YOUR ASSIGNMENT:
Begin at the first line below and copy each line exactly, ending with the line where "#[arg(short, long, required_unless_present" appears.

[DATASET RECORDS]

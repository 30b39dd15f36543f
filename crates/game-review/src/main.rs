//! Game Review - move quality analysis of finished chess games.
//!
//! Replays a game against the configured evaluation backend and prints the
//! resulting report as JSON.

use std::path::PathBuf;
use std::sync::atomic::{AtomicBool, Ordering};
use std::sync::Arc;
use std::time::Duration;

use anyhow::Context;
use chess_analysis::{
    narrate, split_move_text, AnalysisConfig, AnalysisReport, BackendKind, GameAnalyzer,
    HttpNarrator, Narration, NarrativePayload, OpeningBook, Oracle, Progress, ReviewConfig,
    RulesOracle, ShakmatyRules, SuggestedLine,
};
use clap::{Parser, Subcommand};
use serde::Serialize;
use tokio::signal;
use tracing_subscriber::EnvFilter;

const NARRATOR_TIMEOUT: Duration = Duration::from_secs(30);

#[derive(Parser)]
#[command(name = "game-review")]
#[command(about = "Classify every move of a chess game by how much it cost")]
struct Cli {
    /// Path to the TOML configuration file
    #[arg(short, long, global = true)]
    config: Option<PathBuf>,

    /// Evaluation backend, overriding the configuration (remote or local)
    #[arg(short, long, global = true)]
    backend: Option<BackendKind>,

    #[command(subcommand)]
    command: Commands,
}

#[derive(Subcommand)]
enum Commands {
    /// Analyze a complete game
    Analyze {
        /// Moves in SAN or UCI, move numbers and results allowed
        #[arg(short, long, required_unless_present = "file", conflicts_with = "file")]
        moves: Option<String>,
        /// Read the moves from a file instead
        #[arg(short, long)]
        file: Option<PathBuf>,
        /// Start from this position instead of the standard one
        #[arg(long)]
        fen: Option<String>,
        /// Tier opening book moves as book
        #[arg(long)]
        book: bool,
        /// JSON opening book to use instead of the built-in one
        #[arg(long)]
        book_file: Option<PathBuf>,
        /// Post the summary to this URL for a written review
        #[arg(long)]
        narrator_url: Option<String>,
    },
    /// Show the top engine lines for a position
    Hint {
        /// Position to look at
        #[arg(long)]
        fen: String,
        /// Number of lines
        #[arg(short, long, default_value = "3")]
        lines: usize,
    },
}

#[derive(Serialize)]
struct ReviewOutput<'a> {
    report: &'a AnalysisReport,
    summary: NarrativePayload,
    #[serde(skip_serializing_if = "Option::is_none")]
    narration: Option<Narration>,
}

#[derive(Serialize)]
struct HintOutput<'a> {
    fen: &'a str,
    lines: Vec<SuggestedLine>,
}

#[tokio::main]
async fn main() -> anyhow::Result<()> {
    tracing_subscriber::fmt()
        .with_env_filter(EnvFilter::try_from_default_env().unwrap_or_else(|_| EnvFilter::new("info")))
        .with_writer(std::io::stderr)
        .init();

    let cli = Cli::parse();

    let mut config = match &cli.config {
        Some(path) => ReviewConfig::load_from(path)
            .with_context(|| format!("loading config from {}", path.display()))?,
        None => ReviewConfig::load().context("loading review.toml")?,
    };
    if let Some(backend) = cli.backend {
        config.backend = backend;
    }

    tracing::info!("Backend: {:?}", config.backend);
    let oracle = Oracle::from_config(&config)
        .await
        .context("starting evaluation backend")?;
    let rules = ShakmatyRules::new();

    let result = match cli.command {
        Commands::Analyze {
            moves,
            file,
            fen,
            book,
            book_file,
            narrator_url,
        } => {
            let text = match (moves, file) {
                (Some(moves), _) => moves,
                (None, Some(path)) => std::fs::read_to_string(&path)
                    .with_context(|| format!("reading moves from {}", path.display()))?,
                (None, None) => anyhow::bail!("either --moves or --file is required"),
            };
            let start = match fen {
                Some(fen) => rules.position_from_fen(&fen)?,
                None => rules.initial_position(),
            };
            let book = match book_file {
                Some(path) => Some(
                    OpeningBook::load(&path)
                        .with_context(|| format!("loading opening book from {}", path.display()))?,
                ),
                None if book || config.book => Some(OpeningBook::builtin()),
                None => None,
            };

            run_analysis(&oracle, &rules, &config, start, &split_move_text(&text), book, narrator_url).await
        }
        Commands::Hint { fen, lines } => {
            let position = rules.position_from_fen(&fen)?;
            let lines = chess_analysis::suggest_lines(&oracle, &rules, &position, lines).await;
            if lines.is_empty() {
                tracing::warn!("No lines available for this position");
            }
            print_json(&HintOutput { fen: &fen, lines })
        }
    };

    oracle.shutdown();
    result
}

async fn run_analysis(
    oracle: &Oracle,
    rules: &ShakmatyRules,
    config: &ReviewConfig,
    start: chess_analysis::Position,
    moves: &[String],
    book: Option<OpeningBook>,
    narrator_url: Option<String>,
) -> anyhow::Result<()> {
    // Ctrl-C stops the run between plies; completed moves are still reported.
    let cancel = Arc::new(AtomicBool::new(false));
    let cancel_clone = cancel.clone();
    tokio::spawn(async move {
        if signal::ctrl_c().await.is_ok() {
            tracing::info!("Cancelling after the current move");
            cancel_clone.store(true, Ordering::SeqCst);
        }
    });

    let mut analyzer = GameAnalyzer::new(oracle, rules, AnalysisConfig::from(config))
        .with_cancel(cancel)
        .with_progress(|p: Progress| {
            tracing::info!("Analyzed {}/{} moves", p.processed, p.total);
        });
    if let Some(book) = book {
        analyzer = analyzer.with_book(book);
    }

    let report = analyzer.analyze_from(start, moves).await;
    if !report.is_complete() {
        tracing::warn!("Analysis incomplete: {:?}", report.status);
    }
    if report.degraded_count() > 0 {
        tracing::warn!(
            "{} of {} moves were scored without an evaluation",
            report.degraded_count(),
            report.records.len()
        );
    }

    let summary = report.narrative_payload();
    let narration = match narrator_url {
        Some(url) => {
            let narrator = HttpNarrator::new(url, NARRATOR_TIMEOUT)?;
            Some(narrate(&narrator, &summary).await)
        }
        None => None,
    };

    print_json(&ReviewOutput {
        report: &report,
        summary,
        narration,
    })
}

fn print_json(value: &impl Serialize) -> anyhow::Result<()> {
    println!("{}", serde_json::to_string_pretty(value)?);
    Ok(())
}
//! UCI (Universal Chess Interface) protocol parsing for analysis clients.
//!
//! This crate covers the client side of the protocol: formatting the
//! commands an analysis client sends, and reading back what the engine
//! prints, including ranked multi-PV output.
//!
//! # Commands sent
//!
//! - `uci` / `isready` - Handshake and synchronization
//! - `setoption name MultiPV value <k>` - Number of ranked lines
//! - `position fen <fen>` - Set position
//! - `go depth <d>` - Start a bounded search
//! - `quit` - Exit engine
//!
//! # Output read
//!
//! - `info ... multipv <k> score cp|mate <x> ... pv <moves>` - Search progress
//! - `bestmove <move> [ponder <move>]` - Search completion

mod command;
mod info;
mod multipv;

pub use command::{EngineCommand, GoOptions};
pub use info::{EngineInfo, Score};
pub use multipv::{MultiPvCollector, PvLine, SearchOutcome, DEFAULT_PV_PLIES};

use thiserror::Error;

#[derive(Error, Debug)]
pub enum UciError {
    #[error("Invalid command: {0}")]
    InvalidCommand(String),
    #[error("Parse error: {0}")]
    ParseError(String),
}

/// Messages sent from engine to client.
#[derive(Debug, Clone, PartialEq)]
pub enum EngineMessage {
    /// Engine identification.
    Id { name: Option<String>, author: Option<String> },
    /// UCI initialization complete.
    UciOk,
    /// Engine is ready.
    ReadyOk,
    /// Search information.
    Info(EngineInfo),
    /// Best move found. `mv` is `None` when the engine reports `(none)`.
    BestMove {
        mv: Option<String>,
        ponder: Option<String>,
    },
}

impl EngineMessage {
    /// Parse one line of engine output.
    ///
    /// Returns `None` for lines that are not understood, including info
    /// lines with a non-numeric score.
    pub fn parse(line: &str) -> Option<Self> {
        let line = line.trim();
        let mut parts = line.split_whitespace();

        match parts.next()? {
            "uciok" => Some(EngineMessage::UciOk),
            "readyok" => Some(EngineMessage::ReadyOk),
            "info" => EngineInfo::parse(line).map(EngineMessage::Info),
            "id" => match parts.next()? {
                "name" => Some(EngineMessage::Id {
                    name: Some(parts.collect::<Vec<_>>().join(" ")),
                    author: None,
                }),
                "author" => Some(EngineMessage::Id {
                    name: None,
                    author: Some(parts.collect::<Vec<_>>().join(" ")),
                }),
                _ => None,
            },
            "bestmove" => {
                let mv = parts
                    .next()
                    .filter(|m| *m != "(none)" && *m != "0000")
                    .map(str::to_string);
                let ponder = match parts.next() {
                    Some("ponder") => parts.next().map(str::to_string),
                    _ => None,
                };
                Some(EngineMessage::BestMove { mv, ponder })
            }
            _ => None,
        }
    }

    /// Format message for output.
    pub fn to_uci(&self) -> String {
        match self {
            EngineMessage::Id { name, author } => {
                let mut parts = Vec::new();
                if let Some(n) = name {
                    parts.push(format!("id name {}", n));
                }
                if let Some(a) = author {
                    parts.push(format!("id author {}", a));
                }
                parts.join("\n")
            }
            EngineMessage::UciOk => "uciok".to_string(),
            EngineMessage::ReadyOk => "readyok".to_string(),
            EngineMessage::Info(info) => info.to_uci(),
            EngineMessage::BestMove { mv, ponder } => {
                let mv = mv.as_deref().unwrap_or("(none)");
                match ponder {
                    Some(p) => format!("bestmove {} ponder {}", mv, p),
                    None => format!("bestmove {}", mv),
                }
            }
        }
    }
}

#[cfg(test)]
mod tests {
    use super::*;

    #[test]
    fn parse_bestmove_with_ponder() {
        assert_eq!(
            EngineMessage::parse("bestmove e2e4 ponder e7e5"),
            Some(EngineMessage::BestMove {
                mv: Some("e2e4".to_string()),
                ponder: Some("e7e5".to_string())
            })
        );
    }

    #[test]
    fn parse_bestmove_none() {
        assert_eq!(
            EngineMessage::parse("bestmove (none)"),
            Some(EngineMessage::BestMove {
                mv: None,
                ponder: None
            })
        );
    }

    #[test]
    fn parse_handshake_lines() {
        assert_eq!(EngineMessage::parse("uciok"), Some(EngineMessage::UciOk));
        assert_eq!(EngineMessage::parse(" readyok \n"), Some(EngineMessage::ReadyOk));
        assert_eq!(
            EngineMessage::parse("id name Stockfish 16"),
            Some(EngineMessage::Id {
                name: Some("Stockfish 16".to_string()),
                author: None
            })
        );
    }

    #[test]
    fn unknown_lines_are_none() {
        assert_eq!(EngineMessage::parse("option name Hash type spin"), None);
        assert_eq!(EngineMessage::parse(""), None);
    }

    #[test]
    fn bestmove_to_uci_round_trips() {
        let msg = EngineMessage::BestMove {
            mv: Some("g1f3".to_string()),
            ponder: None,
        };
        assert_eq!(EngineMessage::parse(&msg.to_uci()), Some(msg));
    }

    #[test]
    fn uci_error_display() {
        let err = UciError::ParseError("bad token".to_string());
        assert_eq!(err.to_string(), "Parse error: bad token");
    }
}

[/DATASET RECORDS]

TASK RESPONSE:
repository 30b39dd15f36543f
filename crates/game-review/src/main.rs
//! Game Review - move quality analysis of finished chess games.
//!
//! Replays a game against the configured evaluation backend and prints the
//! resulting report as JSON.

use std::path::PathBuf;
use std::sync::atomic::{AtomicBool, Ordering};
use std::sync::Arc;
use std::time::Duration;

use anyhow::Context;
use chess_analysis::{
    narrate, split_move_text, AnalysisConfig, AnalysisReport, BackendKind, GameAnalyzer,
    HttpNarrator, Narration, NarrativePayload, OpeningBook, Oracle, Progress, ReviewConfig,
    RulesOracle, ShakmatyRules, SuggestedLine,
};
use clap::{Parser, Subcommand};
use serde::Serialize;
use tokio::signal;
use tracing_subscriber::EnvFilter;

const NARRATOR_TIMEOUT: Duration = Duration::from_secs(30);

#[derive(Parser)]
#[command(name = "game-review")]
#[command(about = "Classify every move of a chess game by how much it cost")]
struct Cli {
    /// Path to the TOML configuration file
    #[arg(short, long, global = true)]
    config: Option<PathBuf>,

    /// Evaluation backend, overriding the configuration (remote or local)
    #[arg(short, long, global = true)]
    backend: Option<BackendKind>,

    #[command(subcommand)]
    command: Commands,
}

#[derive(Subcommand)]
enum Commands {
    /// Analyze a complete game
    Analyze {
        /// Moves in SAN or UCI, move numbers and results allowed
        #[arg(short, long, required_unless_present = "file", conflicts_with = "file")]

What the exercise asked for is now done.